Less than three weeks after Coquitlam parks managers touted the success of last year’s capital works — with many outdoor projects coming in on, or under budget — the department is now showing back-to-back cost escalations for two upcoming builds.
Last month, city staff said the new training centre at Coquitlam Firehall 1 would be $300,000 more than originally budgeted in June 2019, for a total price tag of $2.1 million.
And, on Monday, Don Luymes, Coquitlam’s general manager of parks, recreation, culture and facilities, asked for another $600,000 to construct the Centennial secondary turf field.
The construction of the long-awaited field, located on the old high school site at the corner of Poirier Street and Winslow Avenue, is due to start this spring — pending School District 43’s site preparation work — with the city’s completion scheduled for later this year.
The extra money, which was approved by city council on March 1, will be pulled from the land sales reserve fund; like the fire training centre, the field estimate was made in 2019.
Luymes told the Tri-City News that the city typically doesn’t dip into its land sales reserve but did so because of a recent parkland swap with SD43. The city’s construction cost is now set at $3.6 million plus $62,000 a year to maintain it and $107,000 a year for asset replacement as part of a joint-use agreement with SD43, which continues to own the land.
Luymes defended the higher field bill, saying much time has passed since council put a placeholder in its capital budget for the work. “As projects get defined, sometimes you have higher costs and sometimes you have lower costs,” he said. “For Centennial, we didn’t know what the soil conditions were so the budget was refined with council authorization.”
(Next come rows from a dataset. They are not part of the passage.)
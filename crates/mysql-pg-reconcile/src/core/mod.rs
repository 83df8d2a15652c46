//! Core abstractions for store-agnostic reconciliation.
//!
//! - [`schema`]: declarative table and column descriptions
//! - [`value`]: scalar values, rows and primary keys
//! - [`traits`]: the [`Store`] and [`Dialect`] seams implemented by drivers
//! - [`identifier`]: identifier validation and quoting
//!
//! The reconciliation components ([`crate::diff`], [`crate::replicate`],
//! [`crate::verify`]) only depend on this module, never on a concrete driver.

pub mod identifier;
pub mod schema;
pub mod traits;
pub mod value;

pub use schema::{ColumnKind, ColumnSpec, IdentifierCase, TableSpec};
pub use traits::{Dialect, QueryOutput, Store};
pub use value::{KeySet, KeyValue, Row, Value};
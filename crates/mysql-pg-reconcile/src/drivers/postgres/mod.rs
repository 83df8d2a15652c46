//! PostgreSQL driver.
//!
//! This module provides PostgreSQL-specific implementations:
//!
//! - [`PostgresDialect`]: SQL syntax strategy for PostgreSQL
//! - [`PgStore`]: native store over a `deadpool-postgres` pool

mod dialect;
mod store;

pub use dialect::PostgresDialect;
pub use store::PgStore;
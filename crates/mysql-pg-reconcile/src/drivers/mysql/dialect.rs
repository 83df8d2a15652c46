//! MySQL/MariaDB SQL dialect (Strategy pattern).
//!
//! Provides MySQL-specific identifier quoting and string literal rules.

use crate::core::identifier::quote_mysql;
use crate::core::traits::Dialect;

/// MySQL dialect implementation.
///
/// String literals follow the server default SQL mode (backslash is an escape
/// character), so backslashes are escaped before quotes are doubled.
#[derive(Debug, Clone, Copy, Default)]
pub struct MysqlDialect;

impl MysqlDialect {
    /// Create a new MySQL dialect instance.
    pub fn new() -> Self {
        Self
    }
}

impl Dialect for MysqlDialect {
    fn name(&self) -> &str {
        "mysql"
    }

    fn quote_ident(&self, name: &str) -> String {
        quote_mysql(name)
    }

    fn quote_text(&self, value: &str) -> Result<String, String> {
        let mut out = String::with_capacity(value.len() + 2);
        out.push('\'');
        for c in value.chars() {
            match c {
                '\\' => out.push_str("\\\\"),
                '\0' => out.push_str("\\0"),
                '\x1a' => out.push_str("\\Z"),
                '\'' => out.push_str("''"),
                _ => out.push(c),
            }
        }
        out.push('\'');
        Ok(out)
    }

    fn decode_text(&self, literal: &str) -> Option<String> {
        let inner = literal.strip_prefix('\'')?.strip_suffix('\'')?;
        let mut out = String::with_capacity(inner.len());
        let mut chars = inner.chars().peekable();

        while let Some(c) = chars.next() {
            match c {
                '\\' => {
                    let escaped = match chars.next()? {
                        '0' => '\0',
                        'Z' => '\x1a',
                        'n' => '\n',
                        'r' => '\r',
                        't' => '\t',
                        'b' => '\x08',
                        other => other,
                    };
                    out.push(escaped);
                }
                '\'' => {
                    // Inside the literal a quote only appears doubled.
                    if chars.next()? != '\'' {
                        return None;
                    }
                    out.push('\'');
                }
                _ => out.push(c),
            }
        }

        Some(out)
    }

    fn list_tables_query(&self) -> String {
        "SELECT table_name FROM information_schema.tables \
         WHERE table_schema = DATABASE() ORDER BY table_name"
            .to_string()
    }
}
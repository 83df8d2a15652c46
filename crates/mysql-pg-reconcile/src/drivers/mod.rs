//! Database driver implementations.
//!
//! This module provides database-specific implementations of the core traits:
//!
//! - [`mysql`]: MySQL dialect and native store
//! - [`postgres`]: PostgreSQL dialect and native store
//! - [`process`]: command-line client transport for either engine
//!
//! # Architecture
//!
//! Each driver module implements:
//! - `Dialect`: SQL syntax strategy for the database engine
//! - `Store`: statement execution returning text rows
//!
//! [`open_store`] picks the implementation from configuration and wraps it
//! in a [`TimedStore`] so every call is bounded by the store timeout.

#[cfg(test)]
pub mod memory;
pub mod mysql;
pub mod postgres;
pub mod process;

// Re-export driver types
pub use mysql::{MysqlDialect, MysqlStore};
pub use postgres::{PgStore, PostgresDialect};
pub use process::ProcessStore;

use std::sync::Arc;
use std::time::Duration;

use async_trait::async_trait;
use chrono::NaiveDateTime;
use tracing::debug;

use crate::config::{StoreConfig, StoreKind, Transport};
use crate::core::traits::{Dialect, QueryOutput, Store};
use crate::error::{ReconcileError, Result};

/// Enum-based static dispatch for dialects.
///
/// Stores own one of these instead of a boxed trait object.
#[derive(Debug, Clone)]
pub enum DialectImpl {
    Mysql(MysqlDialect),
    Postgres(PostgresDialect),
}

impl DialectImpl {
    /// Dialect of a store kind.
    pub fn from_kind(kind: StoreKind) -> Self {
        match kind {
            StoreKind::Mysql => DialectImpl::Mysql(MysqlDialect::new()),
            StoreKind::Postgres => DialectImpl::Postgres(PostgresDialect::new()),
        }
    }
}

impl Dialect for DialectImpl {
    fn name(&self) -> &str {
        match self {
            DialectImpl::Mysql(d) => d.name(),
            DialectImpl::Postgres(d) => d.name(),
        }
    }

    fn quote_ident(&self, name: &str) -> String {
        match self {
            DialectImpl::Mysql(d) => d.quote_ident(name),
            DialectImpl::Postgres(d) => d.quote_ident(name),
        }
    }

    fn quote_text(&self, value: &str) -> std::result::Result<String, String> {
        match self {
            DialectImpl::Mysql(d) => d.quote_text(value),
            DialectImpl::Postgres(d) => d.quote_text(value),
        }
    }

    fn decode_text(&self, literal: &str) -> Option<String> {
        match self {
            DialectImpl::Mysql(d) => d.decode_text(literal),
            DialectImpl::Postgres(d) => d.decode_text(literal),
        }
    }

    fn list_tables_query(&self) -> String {
        match self {
            DialectImpl::Mysql(d) => d.list_tables_query(),
            DialectImpl::Postgres(d) => d.list_tables_query(),
        }
    }

    fn timestamp_literal(&self, ts: NaiveDateTime) -> String {
        match self {
            DialectImpl::Mysql(d) => d.timestamp_literal(ts),
            DialectImpl::Postgres(d) => d.timestamp_literal(ts),
        }
    }
}

/// Bounds every statement of the wrapped store by a timeout.
///
/// The `Store` template methods all go through `execute_query`, so listing,
/// counting and pinging are bounded too.
pub struct TimedStore {
    inner: Arc<dyn Store>,
    timeout: Duration,
}

impl TimedStore {
    pub fn new(inner: Arc<dyn Store>, timeout: Duration) -> Self {
        Self { inner, timeout }
    }
}

#[async_trait]
impl Store for TimedStore {
    fn name(&self) -> &str {
        self.inner.name()
    }

    fn dialect(&self) -> &dyn Dialect {
        self.inner.dialect()
    }

    async fn execute_query(&self, sql: &str) -> Result<QueryOutput> {
        match tokio::time::timeout(self.timeout, self.inner.execute_query(sql)).await {
            Ok(result) => result,
            Err(_) => {
                debug!("{}: timed out after {:?}", self.inner.name(), self.timeout);
                Err(ReconcileError::Timeout {
                    store: self.inner.name().to_string(),
                    seconds: self.timeout.as_secs(),
                })
            }
        }
    }
}

/// Build the store described by a configuration section.
///
/// `name` labels the store in logs and errors ("source", "target").
pub fn open_store(
    name: &str,
    config: &StoreConfig,
    max_conns: usize,
    timeout: Duration,
) -> Result<Arc<dyn Store>> {
    let store: Arc<dyn Store> = match (config.transport, config.r#type) {
        (Transport::Process, _) => Arc::new(ProcessStore::new(name, config)),
        (Transport::Native, StoreKind::Mysql) => Arc::new(MysqlStore::new(name, config, max_conns)?),
        (Transport::Native, StoreKind::Postgres) => Arc::new(PgStore::new(name, config, max_conns)?),
    };
    Ok(Arc::new(TimedStore::new(store, timeout)))
}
In general, he said, construction costs in B.C. are rising about 5% to 6% a year because of currency rates (for international materials) and for labour. While some pricing for outdoor jobs are better than in previous years, contractors are also factoring in more time for indoor work because of physical distancing protocols. “They’re adjusting to a new reality.”
Further complicating the Centennial work is a legal challenge by SD43 against its insurance company. In January, the Tri-City News reported SD43 had filed a petition to seek payments from Zurich Insurance that the school district claims owes more than $265,000 in top-up payments required to keep a new contractor on the job after enduring years of shoddy and delayed work for the $50-million high school replacement project.
Last summer, the city hired a consultant to design the field, with input from SD43 staff and the Coquitlam Field Sport Association. Once built, the lit field will be used by Centennial students as well as the public — after hours — for football, soccer and field hockey.
“The joint-use agreements we have with SD43 are a win-win. They bring our community much-needed amenities and services at a shared cost,” Mayor Richard Stewart said in a statement. “I know many families and youth in Coquitlam will be excited to see the shovels in the ground for this field. It will be a wonderful addition to our artificial turf field network.”
“I am extremely proud of the cooperative relationship School District 43 enjoys with the city of Coquitlam,” SD43 board chairperson Kerri Palmer Isaak added. “With the district providing the land and the city of Coquitlam providing the amenities, the new turf field at Centennial secondary will be of great benefit to the school and the entire community.”